» **Work required**
Give only the number of lines in the following entries where "that" appears.

(Stored data)
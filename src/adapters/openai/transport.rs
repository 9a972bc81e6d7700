//! HTTP transport for the OpenAI API.
//!
//! Thin wrapper around `reqwest` that every upstream call goes through:
//!
//! - attaches the bearer credential, checked on every call so a missing key
//!   fails each request rather than only the first
//! - serializes JSON request bodies
//! - content-negotiates the response (JSON body vs. raw text)
//! - normalizes non-2xx responses into [`TransportError::Upstream`] with the
//!   payload preserved
//!
//! No retries happen here; retry policy belongs to the caller.

use futures::stream::{Stream, StreamExt};
use reqwest::header::{ACCEPT, CONTENT_TYPE};
use reqwest::{Client, Method, Response};
use secrecy::{ExposeSecret, Secret};
use serde_json::Value;
use std::pin::Pin;
use std::time::Duration;

use bytes::Bytes;

use crate::ports::ApiError;

/// Configuration for the OpenAI adapter.
#[derive(Debug, Clone)]
pub struct OpenAIConfig {
    /// API key for authentication. Absent keys fail every call.
    api_key: Option<Secret<String>>,
    /// Default model for reply generation.
    pub model: String,
    /// Base URL for the API (default: https://api.openai.com/v1).
    pub base_url: String,
    /// Timeout for buffered requests.
    pub timeout: Duration,
    /// Connect timeout, also applied to streaming requests.
    pub connect_timeout: Duration,
    /// Request buffered generations as background responses.
    pub background: bool,
}
//! Ports - Interfaces for external dependencies.
//!
//! Following hexagonal architecture, ports define the contracts between
//! the application and the outside world. Adapters implement these ports.
//!
//! - `ConversationApi` - Hosted conversation service that owns chat state

mod conversation_api;

pub use conversation_api::{ApiError, ByteStream, ConversationApi, GenerateOptions, Generation};
//! Capped exponential backoff for polling asynchronous generations.

use std::time::Duration;

/// Delay schedule for polling a generation until it completes.
///
/// The first delay is `initial`, each following delay is the previous one
/// multiplied by `multiplier` and capped at `max_delay`. At most
/// `max_attempts` delays (and therefore polls) are produced.
#[derive(Debug, Clone, PartialEq)]
pub struct BackoffPolicy {
    pub initial: Duration,
    pub multiplier: f64,
    pub max_delay: Duration,
    pub max_attempts: u32,
}

impl Default for BackoffPolicy {
    fn default() -> Self {
        Self {
            initial: Duration::from_millis(1000),
            multiplier: 1.8,
            max_delay: Duration::from_millis(5000),
            max_attempts: 10,
        }
    }
}

impl BackoffPolicy {
    pub fn new(initial: Duration, multiplier: f64, max_delay: Duration, max_attempts: u32) -> Self {
        Self {
            initial,
            multiplier,
            max_delay,
            max_attempts,
        }
    }

    /// Returns the delay schedule.
    pub fn delays(&self) -> Delays {
        let max_ms = duration_ms(self.max_delay);
        Delays {
            next_ms: duration_ms(self.initial).min(max_ms),
            multiplier: self.multiplier,
            max_ms,
            remaining: self.max_attempts,
        }
    }

    /// Sum of every delay in the schedule.
    pub fn total_wait(&self) -> Duration {
        self.delays().sum()
    }
}

fn duration_ms(d: Duration) -> u64 {
    u64::try_from(d.as_millis()).unwrap_or(u64::MAX)
}

/// Iterator over backoff delays, computed in whole milliseconds.
#[derive(Debug, Clone)]
pub struct Delays {
    next_ms: u64,
    multiplier: f64,
    max_ms: u64,
    remaining: u32,
}

impl Iterator for Delays {
    type Item = Duration;

    fn next(&mut self) -> Option<Duration> {
        if self.remaining == 0 {
            return None;
        }
        self.remaining -= 1;

        let current = self.next_ms;
        let grown = (current as f64 * self.multiplier).round();
        self.next_ms = if grown >= self.max_ms as f64 {
            self.max_ms
        } else {
            grown as u64
        };
        Some(Duration::from_millis(current))
    }

    fn size_hint(&self) -> (usize, Option<usize>) {
        let n = self.remaining as usize;
        (n, Some(n))
    }
}

impl ExactSizeIterator for Delays {}

#[cfg(test)]
mod tests {
    use super::*;

    fn millis(delays: Delays) -> Vec<u128> {
        delays.map(|d| d.as_millis()).collect()
    }

    #[test]
    fn default_schedule_grows_and_caps() {
        let policy = BackoffPolicy::default();
        assert_eq!(
            millis(policy.delays()),
            vec![1000, 1800, 3240, 5000, 5000, 5000, 5000, 5000, 5000, 5000]
        );
    }

    #[test]
    fn schedule_never_exceeds_attempt_budget() {
        let policy = BackoffPolicy::default();
        assert_eq!(policy.delays().len(), 10);
        assert_eq!(policy.delays().count(), 10);
    }

    #[test]
    fn each_delay_is_min_of_cap_and_previous_times_multiplier() {
        let policy = BackoffPolicy::default();
        let delays = millis(policy.delays());
        for pair in delays.windows(2) {
            let expected = ((pair[0] as f64 * 1.8).round() as u128).min(5000);
            assert_eq!(pair[1], expected);
        }
    }

    #[test]
    fn total_wait_is_bounded() {
        assert_eq!(
            BackoffPolicy::default().total_wait(),
            Duration::from_millis(1000 + 1800 + 3240 + 7 * 5000)
        );
    }

    #[test]
    fn zero_attempts_yields_nothing() {
        let policy = BackoffPolicy {
            max_attempts: 0,
            ..Default::default()
        };
        assert_eq!(policy.delays().next(), None);
    }

    #[test]
    fn initial_above_cap_is_clamped() {
        let policy = BackoffPolicy::new(
            Duration::from_millis(8000),
            2.0,
            Duration::from_millis(5000),
            2,
        );
        assert_eq!(millis(policy.delays()), vec![5000, 5000]);
    }
}
//! Binary for building WASM contracts from odra modules.
#![doc = "Binary for building WASM contracts from odra modules."]

#[allow(unused_imports)]
use badger_yield_source;

fn main() {
    // Compilation to WASM is driven by odra-build; this target only links the crate.
}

» **Result for this exercise**
2